I was diagnosed with Celiac Disease after a summer of weird symptoms, but not a lifetime of discomfort. There was one weekend of me puking with a ton of stomach pain, a blood draw, and a diagnosis of Celiac disease. 

I had to cut out gluten cold turkey. Cold turkey sandwich, hold the bread, FOREVER. 

But my symptoms didn't get better. 

I had blood in my poop. Regularly. 

I had a colonoscopy during Christmas break of 2013. Not my favorite way to spend a holiday. Results? "You have an irritated colon: here's some steroid cream to stick up your butt, you should be better soon." 

Fast forward to June of 2015. It's now been about two years of blood in my poop. Keep in mind I am living in rural Alaska where there is just a medical clinic with one doctor. To fly into town for any specialist, it costs hundreds of dollars just to get there. And, I'm a pathetic young adult that hates making any kind of appointment, and likes to the live the "if I ignore it, it will go away" life. 

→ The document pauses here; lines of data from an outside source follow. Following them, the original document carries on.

//! Dashboard Page
//!
//! Status, farm details form, current prediction and sensor chart.
//!
//! Status and sensor history are polled immediately on mount and then every
//! 30 seconds. The interval is dropped on cleanup, and responses that land
//! after cleanup are discarded.

use leptos::*;
use std::cell::Cell;
use std::rc::Rc;

use crate::api;
use crate::components::fault_boundary::ComponentPath;
use crate::components::{Chart, FarmerInput, PredictionCard, StatusCard};
use crate::state::global::{GlobalState, PredictionRequest};

/// Refresh period for status and sensor history
const REFRESH_INTERVAL_MS: u32 = 30_000;

/// Dashboard page component
#[component]
pub fn Dashboard() -> impl IntoView {
    let state = use_context::<GlobalState>().expect("GlobalState not found");
    ComponentPath::enter("Dashboard");

    // Cleared on unmount; completion handlers check it before touching state
    let alive = Rc::new(Cell::new(true));

    poll(state, Rc::clone(&alive));
    let interval = {
        let alive = Rc::clone(&alive);
        gloo_timers::callback::Interval::new(REFRESH_INTERVAL_MS, move || {
            poll(state, Rc::clone(&alive));
        })
    };

    {
        let alive = Rc::clone(&alive);
        on_cleanup(move || {
            alive.set(false);
            drop(interval);
        });
    }

    let on_submit = move |request: PredictionRequest| {
        let alive = Rc::clone(&alive);
        spawn_local(async move {
            match api::submit_prediction(&request).await {
                Ok(result) if alive.get() => state.record_prediction(result),
                Ok(_) => {}
                Err(e) => {
                    web_sys::console::error_1(&format!("Error getting prediction: {}", e).into());
                    if alive.get() {
                        state.show_error(&format!("Prediction failed: {}", e));
                    }
                }
            }
        });
    };

    view! {
        <div class="dashboard">
            <h1>"Crop Recommendation System Dashboard"</h1>

            <StatusCard />

            <div class="input-section">
                <FarmerInput on_submit=on_submit />
            </div>

            <PredictionCard />

            <div class="charts-section">
                <h2>"Sensor Data History"</h2>
                <Chart />
            </div>
        </div>
    }
}

/// Issue both reads; each updates only its own slice
fn poll(state: GlobalState, alive: Rc<Cell<bool>>) {
    let status_alive = Rc::clone(&alive);
    spawn_local(async move {
        match api::fetch_system_status().await {
            Ok(status) if status_alive.get() => state.system_status.set(Some(status)),
            Ok(_) => {}
            Err(e) => {
                web_sys::console::error_1(&format!("Error fetching system status: {}", e).into());
            }
        }
    });

    spawn_local(async move {
        match api::fetch_sensor_history().await {
            Ok(readings) if alive.get() => state.sensor_history.set(readings),
            Ok(_) => {}
            Err(e) => {
                web_sys::console::error_1(&format!("Error fetching sensor data: {}", e).into());
            }
        }
    });
}
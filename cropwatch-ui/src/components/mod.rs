//! UI Components
//!
//! Reusable Leptos components for the dashboard.

pub mod chart;
pub mod fault_boundary;
pub mod farmer_input;
pub mod prediction_card;
pub mod status_card;
pub mod toast;

pub use chart::Chart;
pub use fault_boundary::FaultBoundary;
pub use farmer_input::FarmerInput;
pub use prediction_card::PredictionCard;
pub use status_card::StatusCard;
pub use toast::Toast;
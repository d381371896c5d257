//! Status Card Component
//!
//! Shows the backend's reported status verbatim, its message, and when it
//! was reported.

use leptos::*;

use crate::state::global::{parse_timestamp, GlobalState, SystemStatus};

/// System status section; the card appears after the first successful poll
#[component]
pub fn StatusCard() -> impl IntoView {
    let state = use_context::<GlobalState>().expect("GlobalState not found");

    view! {
        <div class="status-section">
            <h2>"System Status"</h2>
            {move || state.system_status.get().map(|status| view! { <StatusBody status=status /> })}
        </div>
    }
}

#[component]
fn StatusBody(status: SystemStatus) -> impl IntoView {
    let sensors = status.sensor_status.clone().map(|s| {
        let fmt = |v: Option<f64>| v.map(|x| x.to_string()).unwrap_or_else(|| "-".to_string());
        format!(
            "Sensors: {}°C, {}%, moisture {}, pH {}",
            fmt(s.temperature),
            fmt(s.humidity),
            fmt(s.moisture),
            fmt(s.ph)
        )
    });

    view! {
        <div class=format!("status-card {}", status.status.as_str())>
            <p>"Status: " {status.status.as_str()}</p>
            <p>"Message: " {status.message.clone()}</p>
            <p>"Last Updated: " {local_time(&status.timestamp)}</p>
            {sensors.map(|line| view! { <p class="sensor-line">{line}</p> })}
        </div>
    }
}

/// Backend timestamp (UTC, offset optional) as local date and time
pub fn local_time(raw: &str) -> String {
    match parse_timestamp(raw) {
        Some(dt) => dt
            .with_timezone(&chrono::Local)
            .format("%Y-%m-%d %H:%M:%S")
            .to_string(),
        None => raw.to_string(),
    }
}
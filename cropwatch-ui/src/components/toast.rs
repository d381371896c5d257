//! Toast Notification Component
//!
//! Shows transient error messages, such as a failed prediction request.

use leptos::*;

use crate::state::global::GlobalState;

/// Toast notification container
#[component]
pub fn Toast() -> impl IntoView {
    let state = use_context::<GlobalState>().expect("GlobalState not found");

    view! {
        <div class="toast-container">
            {move || {
                state.error.get().map(|msg| view! {
                    <div class="toast toast-error">
                        <span class="toast-icon">"✕"</span>
                        <span class="toast-message">{msg}</span>
                    </div>
                })
            }}
        </div>
    }
}
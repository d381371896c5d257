//! API Access
//!
//! HTTP calls to the crop recommendation service.

mod client;

pub use client::{fetch_sensor_history, fetch_system_status, get_api_base, submit_prediction};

Less than two weeks before my wedding, after another colonoscopy, I finally was diagnosed with Ulcerative Colitis. I had dropped about 15-20 pounds in the last couple years; I had attributed it to a change in diet being gluten-free, and a pretty consistent gym life which had never existed before. Looking back, I was also very sick. 

But the sickness had JUST started. 

I don't remember it being that bad in those previous years, but that first year of our marriage, I was the sickest I had ever been. 

To explain Ulcerative Colitis: it's an autoimmune disease in the Inflammatory Bowel Disease (IBD) family, along with Crohn's disease. Ulcerative Colitis usually mostly affects the lower part of the colon, literally having inflammation and ulcers along the lining of the colon. It's a chronic disease, which means there is no cure. For some more serious cases, the colon becomes so sick, they have to remove parts of it to keep you alive. Here are some links for more medical deets if you're interested: 

- Crohn's & Colitis Foundation

- Mayo Clinic

Now what does this mean? Think about having a gaping wound inside of one of your organs. It affects everything. When your body is sick and hurt like this, it's working hard to heal itself, and it's exhausted, ALL THE TIME. 

Other, more nitty gritty details of how Ulcerative Colitis affected me at it's worst:

- when I had to poop. I had to go THEN. There is no time.

- when I got sick, it was a back and forth to the toilet 10-20 times in an hour. 

- blood. I said blood. 

- intense stomach pain.

- insane bloating. Like, looking 6 months pregnant kind of bloating.

- ironically: constipation. 

- so, so tired. all the time.

- some of that attributing to having to get up to sprint to the bathroom 10 - 15 times a night.

- every time I would lay on my left side, I would have to immediately get up and run to the bathroom. 

- constant medication trial and error.

- a year of being on and off prednisone: the steroid from hell.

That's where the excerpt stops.